Washington and the other performers spent most of their nearly two-week stay in rehearsals, but the group did have a few opportunities to break away to tour Oman, which is home to just over 2.7 million citizens. The group visited the coast, which is bordered by a vast gravel desert that covers much of the country, shopped in local markets and toured the lavish Sultan Qaboos Grand Mosque.
“It was very moving for a lot of people in the cast,” he said of seeing the mosque. “It was just very cool to see how religion can just be so unifying and so beautiful. It would be hard not to feel something in there. It even strengthened my faith in Christianity being in that temple. It made me feel very privileged and lucky.”
Washington also addressed drama and music students at the American-British Academy. The Oman trip was a source of inspiration for him, Washington said.
“We’re taught here (at School of the Arts) that everything starts from ourselves,” he explained. “So any new experience that I have or anything that I feel that I’ve never felt before or seen before is an inspiration for me.”
Washington, who played “Tommy Djlas,” a boy from the wrong side of the tracks in the 1957 Broadway hit, has spent the past three summers working for the Festival, which employs student apprentices in a variety of musicals and opera ensembles during the summer months.

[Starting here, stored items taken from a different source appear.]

//! Shared descriptors threaded through every component.
//!
//! These are provider-resource descriptors, not in-process state: each one
//! names or references something the cloud side owns.

use serde::{Deserialize, Serialize};

/// Fully qualified Google API service name, e.g. `run.googleapis.com`.
pub type ServiceApi = String;

/// Digest-qualified container image reference
/// (`<registry>/<repo>/<name>@sha256:<digest>`).
pub type ImageRef = String;

/// The managed-service identifier an API Gateway API exposes
/// (used both for key restrictions and for the post-deploy enable command).
pub type ManagedService = String;

/// Immutable project context, read once at startup and passed explicitly to
/// every component constructor. Never looked up ambiently.
#[derive(Debug, Clone, PartialEq, Eq, Serialize, Deserialize)]
pub struct ProjectContext {
    /// GCP project id (not the numeric project number).
    pub project: String,
    /// Deployment region, e.g. `asia-northeast1`.
    pub region: String,
}

impl ProjectContext {
    pub fn new(project: impl Into<String>, region: impl Into<String>) -> Self {
        Self {
            project: project.into(),
            region: region.into(),
        }
    }
}

/// Handle to a deployed Cloud Run service, resolved after the deploy
/// completes. Carries everything a downstream grant or route needs.
#[derive(Debug, Clone, PartialEq, Eq, Serialize, Deserialize)]
pub struct RunService {
    pub project: String,
    pub location: String,
    pub name: String,
    /// Externally resolvable HTTPS URI assigned by the provider.
    pub uri: String,
}

/// Handle to an API Gateway API definition.
#[derive(Debug, Clone, PartialEq, Eq, Serialize, Deserialize)]
pub struct ApiDefinition {
    pub api_id: String,
    /// Managed service backing this API; becomes valid once the API exists.
    pub managed_service: ManagedService,
}
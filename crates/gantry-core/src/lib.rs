pub mod config;
pub mod types;

pub use config::{ConfigError, StackConfig};
pub use types::*;
//! Graph and engine error types.

use thiserror::Error;

/// Errors surfaced by graph declaration and execution.
#[derive(Debug, Error)]
pub enum GraphError {
    #[error("duplicate resource name: {0}")]
    DuplicateName(String),

    #[error("output never resolved (its producing resource failed or was skipped)")]
    Unresolved,

    #[error("resource {name} failed: {source}")]
    ResourceFailed {
        name: String,
        #[source]
        source: anyhow::Error,
    },

    #[error("apply aborted: {failed} resource(s) failed, {skipped} skipped")]
    ApplyFailed { failed: usize, skipped: usize },

    #[error("destroy incomplete: {failed} resource(s) failed to delete")]
    DestroyFailed { failed: usize },
}

pub type GraphResult<T> = Result<T, GraphError>;
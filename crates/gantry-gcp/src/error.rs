//! Provider and stack error types.

use thiserror::Error;

/// Errors surfaced at the provider boundary. No local recovery happens for
/// any of these; they abort the apply and leave already-created resources
/// intact for a later retry.
#[derive(Debug, Error)]
pub enum ProviderError {
    #[error("quota exceeded for {0}")]
    QuotaExceeded(String),

    #[error("permission denied: {0}")]
    PermissionDenied(String),

    #[error("invalid image reference: {0}")]
    InvalidImage(String),

    #[error("resource not found: {0}")]
    NotFound(String),

    #[error("build context error: {0}")]
    BuildContext(#[from] std::io::Error),

    #[error("command failed: {0}")]
    Command(String),

    #[error("provider error: {0}")]
    Api(String),
}

pub type ProviderResult<T> = Result<T, ProviderError>;

/// Errors from declaring or running the whole stack.
#[derive(Debug, Error)]
pub enum StackError {
    #[error(transparent)]
    Config(#[from] gantry_core::ConfigError),

    #[error(transparent)]
    Graph(#[from] gantry_graph::GraphError),
}
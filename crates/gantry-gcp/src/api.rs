//! The provider boundary.
//!
//! Every cloud mutation the components need, as one async trait. The crate
//! ships [`crate::SimulatedGcp`]; real API clients implement the same trait
//! outside this crate. All operations are idempotent on re-apply: creating
//! something that already exists with identical inputs is a no-op.

use std::path::Path;

use async_trait::async_trait;

use gantry_core::{ApiDefinition, ImageRef, RunService};

use crate::error::ProviderResult;
use crate::template::EncodedDocument;

/// Deployment spec for a managed container service.
#[derive(Debug, Clone, PartialEq, Eq)]
pub struct RunServiceSpec {
    pub project: String,
    pub location: String,
    pub name: String,
    /// Digest-qualified image reference; deployments never pin mutable tags.
    pub image: ImageRef,
    pub cpu_limit: String,
    pub memory_limit: String,
    pub container_port: u16,
    /// Allow traffic from all sources when true (INGRESS_TRAFFIC_ALL).
    pub ingress_all: bool,
}

impl RunServiceSpec {
    /// The fixed shape this stack deploys: 1 CPU, 1Gi, port 8080, open
    /// ingress.
    pub fn standard(project: &str, location: &str, name: &str, image: ImageRef) -> Self {
        RunServiceSpec {
            project: project.to_string(),
            location: location.to_string(),
            name: name.to_string(),
            image,
            cpu_limit: "1".to_string(),
            memory_limit: "1Gi".to_string(),
            container_port: 8080,
            ingress_all: true,
        }
    }
}

#[async_trait]
pub trait GcpApi: Send + Sync {
    // ── Project services ───────────────────────────────────────────

    /// Enable a project-level API. Re-enabling is a no-op.
    async fn enable_service(&self, project: &str, service: &str) -> ProviderResult<()>;

    /// Disable a project-level API (only used by the post-deploy command's
    /// inverse; normal teardown never disables shared services).
    async fn disable_service(&self, project: &str, service: &str) -> ProviderResult<()>;

    // ── Artifact registry / images ─────────────────────────────────

    /// Ensure a docker-format repository exists in the given region.
    async fn create_repository(
        &self,
        project: &str,
        region: &str,
        repository_id: &str,
    ) -> ProviderResult<()>;

    async fn delete_repository(
        &self,
        project: &str,
        region: &str,
        repository_id: &str,
    ) -> ProviderResult<()>;

    /// Build the image from `context_dir`, push it under `base_name`, and
    /// return the digest-qualified reference. Resolves only after the push
    /// completes.
    async fn build_and_push_image(
        &self,
        base_name: &str,
        context_dir: &Path,
    ) -> ProviderResult<ImageRef>;

    // ── Cloud Run ──────────────────────────────────────────────────

    /// Deploy the service; the returned handle carries the URI assigned by
    /// the provider.
    async fn deploy_service(&self, spec: &RunServiceSpec) -> ProviderResult<RunService>;

    async fn delete_service(
        &self,
        project: &str,
        location: &str,
        name: &str,
    ) -> ProviderResult<()>;

    /// Grant `member` permission to invoke the service (roles/run.invoker).
    async fn grant_run_invoker(
        &self,
        project: &str,
        location: &str,
        service_name: &str,
        member: &str,
    ) -> ProviderResult<()>;

    async fn revoke_run_invoker(
        &self,
        project: &str,
        location: &str,
        service_name: &str,
        member: &str,
    ) -> ProviderResult<()>;

    // ── API Gateway ────────────────────────────────────────────────

    /// Create the API definition; the returned handle carries the managed
    /// service identifier the key restriction and the post-deploy enable
    /// command both need.
    async fn create_api(&self, project: &str, api_id: &str) -> ProviderResult<ApiDefinition>;

    async fn delete_api(&self, project: &str, api_id: &str) -> ProviderResult<()>;

    /// Resolve an API definition without creating it (teardown paths need
    /// the managed-service id when no create has run in this process).
    async fn lookup_api(&self, project: &str, api_id: &str) -> ProviderResult<ApiDefinition>;

    /// Create a versioned API config from an encoded OpenAPI document.
    async fn create_api_config(
        &self,
        project: &str,
        api_id: &str,
        config_id: &str,
        document: &EncodedDocument,
    ) -> ProviderResult<()>;

    async fn delete_api_config(
        &self,
        project: &str,
        api_id: &str,
        config_id: &str,
    ) -> ProviderResult<()>;

    /// Create the gateway bound to a config; returns the default hostname.
    async fn create_gateway(
        &self,
        project: &str,
        region: &str,
        gateway_id: &str,
        api_id: &str,
        config_id: &str,
    ) -> ProviderResult<String>;

    async fn delete_gateway(
        &self,
        project: &str,
        region: &str,
        gateway_id: &str,
    ) -> ProviderResult<()>;

    // ── Keys / project metadata / commands ─────────────────────────

    /// Create an API key restricted to `target_service`; returns the raw
    /// key secret.
    async fn create_api_key(
        &self,
        project: &str,
        name: &str,
        display_name: &str,
        target_service: &str,
    ) -> ProviderResult<String>;

    async fn delete_api_key(&self, project: &str, name: &str) -> ProviderResult<()>;

    /// Find a live key whose name starts with `prefix`; returns its name and
    /// secret. Re-apply reuses the key a previous apply created instead of
    /// minting another one under a fresh suffix.
    async fn lookup_api_key_by_prefix(
        &self,
        project: &str,
        prefix: &str,
    ) -> ProviderResult<Option<(String, String)>>;

    /// Delete every key whose name starts with `prefix`. Teardown paths use
    /// this because the random suffix of a key created in another process is
    /// unknowable here; returns how many keys were deleted.
    async fn delete_api_keys_by_prefix(&self, project: &str, prefix: &str) -> ProviderResult<u32>;

    /// Resolve a project id to its numeric project number.
    async fn project_number(&self, project: &str) -> ProviderResult<u64>;

    /// Run one external shell-style command (the post-deploy boundary).
    async fn run_command(&self, command: &str) -> ProviderResult<()>;
}
//! The declarative components, one per provider concern.

pub mod api_gateway;
pub mod api_key;
pub mod backend_service;
pub mod container_image;
pub mod project_services;

pub use api_gateway::ApiGatewayForCloudRun;
pub use api_key::ApiKey;
pub use backend_service::BackendService;
pub use container_image::ContainerImage;
pub use project_services::ProjectServices;
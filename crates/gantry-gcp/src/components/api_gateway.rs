//! API Gateway publishing for a Cloud Run backend.
//!
//! Declares the api → config → gateway chain (one definition, one versioned
//! config, one deployed gateway) and grants the gateway's Google-managed
//! invoking identity permission to call the backend. The OpenAPI template is
//! read and substituted inside the config node's create closure, i.e. only
//! once the backend URI has resolved.

use std::path::{Path, PathBuf};
use std::sync::Arc;

use tracing::debug;

use gantry_core::{ApiDefinition, ProjectContext, RunService};
use gantry_graph::{Graph, GraphResult, Output, ResourceHandle};

use crate::api::GcpApi;
use crate::template::{self, EncodedDocument};

/// Domain of the Google-managed API Gateway service identity.
pub const GATEWAY_SA_DOMAIN: &str = "gcp-sa-apigateway.iam.gserviceaccount.com";

/// The invoking identity's email, derived from the numeric project number.
pub fn gateway_service_account(project_number: u64) -> String {
    format!("service-{project_number}@{GATEWAY_SA_DOMAIN}")
}

pub struct ApiGatewayForCloudRun {
    /// API definition handle; the key issuer restricts against its managed
    /// service.
    pub api: Output<ApiDefinition>,
    /// The gateway's externally reachable default hostname.
    pub hostname: Output<String>,
    /// The gateway node, for downstream `depends_on` lists.
    pub gateway: ResourceHandle,
}

impl ApiGatewayForCloudRun {
    pub fn register(
        graph: &mut Graph,
        gcp: Arc<dyn GcpApi>,
        ctx: &ProjectContext,
        service_name: &str,
        service: Output<RunService>,
        backend: ResourceHandle,
        template_path: &Path,
        depends_on: &[ResourceHandle],
    ) -> GraphResult<Self> {
        let api_id = service_name.to_string();
        let config_id = format!("{service_name}-config");

        // API definition: the unit that scopes configs and key restrictions.
        let (api_slot, api) = Output::pending();
        let api_node = {
            let gcp = gcp.clone();
            let project = ctx.project.clone();
            let api_id = api_id.clone();
            graph.resource(
                &format!("{service_name}-api"),
                "apigateway.Api",
                depends_on,
                move || async move {
                    let definition = gcp.create_api(&project, &api_id).await?;
                    api_slot.set(definition);
                    Ok(())
                },
            )?
        };
        {
            let gcp = gcp.clone();
            let project = ctx.project.clone();
            let api_id = api_id.clone();
            graph.set_delete(api_node, move || async move {
                gcp.delete_api(&project, &api_id).await?;
                Ok(())
            });
        }

        // Versioned config: template substitution happens here, after the
        // backend URI is known.
        let config_node = {
            let gcp = gcp.clone();
            let project = ctx.project.clone();
            let api_id = api_id.clone();
            let config_id = config_id.clone();
            let template_path: PathBuf = template_path.to_path_buf();
            let service = service.clone();
            graph.resource(
                &format!("{service_name}-api-config"),
                "apigateway.ApiConfig",
                &[api_node, backend],
                move || async move {
                    let uri = service.get().await?.uri;
                    let raw = std::fs::read_to_string(&template_path)?;
                    let substituted = template::substitute(&raw, &uri);
                    debug!(%uri, "openapi template substituted");
                    let document = EncodedDocument::new("openapi.yaml", &substituted);
                    gcp.create_api_config(&project, &api_id, &config_id, &document)
                        .await?;
                    Ok(())
                },
            )?
        };
        {
            let gcp = gcp.clone();
            let project = ctx.project.clone();
            let api_id = api_id.clone();
            let config_id = config_id.clone();
            graph.set_delete(config_node, move || async move {
                gcp.delete_api_config(&project, &api_id, &config_id).await?;
                Ok(())
            });
        }

        // The gateway is the resource with the externally reachable hostname.
        let (hostname_slot, hostname) = Output::pending();
        let gateway = {
            let gcp = gcp.clone();
            let ctx = ctx.clone();
            let gateway_id = service_name.to_string();
            let api_id = api_id.clone();
            let config_id = config_id.clone();
            graph.resource(
                &format!("{service_name}-gateway"),
                "apigateway.Gateway",
                &[config_node],
                move || async move {
                    let host = gcp
                        .create_gateway(&ctx.project, &ctx.region, &gateway_id, &api_id, &config_id)
                        .await?;
                    hostname_slot.set(host);
                    Ok(())
                },
            )?
        };
        {
            let gcp = gcp.clone();
            let ctx = ctx.clone();
            let gateway_id = service_name.to_string();
            graph.set_delete(gateway, move || async move {
                gcp.delete_gateway(&ctx.project, &ctx.region, &gateway_id)
                    .await?;
                Ok(())
            });
        }

        // Invoker grant. Deliberately NOT an upstream dependency of the
        // gateway: the two may complete in either order, and a gateway that
        // exists before the grant propagates will see transient 403s from
        // the backend until it does.
        let invoker = {
            let gcp = gcp.clone();
            let ctx = ctx.clone();
            graph.resource(
                &format!("{service_name}-gateway-invoker"),
                "run.ServiceIamMember",
                &[backend],
                move || async move {
                    let deployed = service.get().await?;
                    let number = gcp.project_number(&ctx.project).await?;
                    let member = format!("serviceAccount:{}", gateway_service_account(number));
                    gcp.grant_run_invoker(
                        &deployed.project,
                        &deployed.location,
                        &deployed.name,
                        &member,
                    )
                    .await?;
                    Ok(())
                },
            )?
        };
        {
            let ctx = ctx.clone();
            let service_name = service_name.to_string();
            graph.set_delete(invoker, move || async move {
                let number = gcp.project_number(&ctx.project).await?;
                let member = format!("serviceAccount:{}", gateway_service_account(number));
                gcp.revoke_run_invoker(&ctx.project, &ctx.region, &service_name, &member)
                    .await?;
                Ok(())
            });
        }

        Ok(ApiGatewayForCloudRun {
            api,
            hostname,
            gateway,
        })
    }
}

#[cfg(test)]
mod tests {
    use super::*;

    #[test]
    fn service_account_follows_fixed_pattern() {
        assert_eq!(
            gateway_service_account(123456789012),
            "service-123456789012@gcp-sa-apigateway.iam.gserviceaccount.com"
        );
    }
}
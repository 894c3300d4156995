//! gantry-gcp — declarative GCP components over the resource graph.
//!
//! Five components, composed in a fixed pipeline by [`stack::Stack`]:
//!
//! 1. [`components::ProjectServices`] — enable the required cloud APIs
//! 2. [`components::ContainerImage`] — repository + build/push, digest-pinned
//! 3. [`components::BackendService`] — Cloud Run deployment
//! 4. [`components::ApiGatewayForCloudRun`] — api / config / gateway chain
//!    plus the run-invoker IAM grant
//! 5. [`components::ApiKey`] — restricted key with a randomized name suffix
//!
//! All cloud mutations go through the [`api::GcpApi`] trait. The shipped
//! implementation is [`simulated::SimulatedGcp`], a deterministic in-memory
//! provider; real API clients live outside this crate, behind the same
//! trait.

pub mod api;
pub mod components;
pub mod error;
pub mod simulated;
pub mod stack;
pub mod template;

pub use api::{GcpApi, RunServiceSpec};
pub use error::{ProviderError, ProviderResult, StackError};
pub use simulated::SimulatedGcp;
pub use stack::{Stack, StackOutputs, REQUIRED_SERVICES};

“It’s very renown, especially in the opera world,” Washington, a baritone, said of Glimmerglass. “I was able to be around and have conversations with (professional performers) and talk about art, and also I had the opportunity to use what I’d learned at School of the Arts in major productions with major artists.”
Washington credits Broadway Music Supervisor/Director Kevin Stites – who served as a faculty-in-residence at UNCSA’s School of Drama two years ago – with helping him get his first big break as a professional performer before he even finished school.
“He was actually one of my teachers at the school my sophomore year… He was really adamant about my talent and just got me the job,” Washington said of Stites, who recommended Washington to Glimmerglass talent scouts.
Stites, who has worked in the entertainment industry for 33 years and has 13 Broadway shows to his credit, said that even as an inexperienced student, Washington’s talent and flare for performing – from singing to dancing to acting – was obvious.
“He’s just fantastic. Allan is mature beyond his years in talent, mature beyond his years in the way he approaches his art and the business of art,” Stites declared. “He is extraordinarily talented. Multifaceted too. He is a real triple threat.”
Stites, who will return to the UNCSA campus in February to serve as music director and conductor of Sondheim’s “Into the Woods,” said it won’t be long before Washington is gracing the Broadway stage. He believes the sky is the limit for the young artist.
“I just think he has a positive, good energy. He has yet to become jaded for someone of his skills, and that’s somewhat of a fine line,” he remarked. “People just enjoy working with him and want to work with him again.”
Though the School of the Arts has played an integral role in launching his career, it wasn’t Washington’s first choice. He enrolled at UNCSA almost on a whim, having never even visited the campus.
“I had heard of the school, but didn’t really know anything about it,” admitted Washington, who won $10,000 by taking first-place in a music theater competition staged by the National Society of Arts and Letters earlier this year. “I was set on going to SUNY Purchase, but something told me this was where I was supposed to be. I just had a gut feeling that this was where I was supposed to be.”
Washington, who has appeared in a variety of productions at the School, from the 2011 all school production of “Oklahoma!” to “Hoodoo Love,” which opened last Thursday, says he was initially concentrating on acting and singing, but he’s keeping his options open these days. Wherever he chooses to take his career, Washington says his work will be ever-enriched by the lessons he learned in Oman.
“As a person and as an artist, it made me see a much wider picture,” he remarked. “I just became more globally aware of how art can affect people not just in New York or Los Angeles, but around the world.”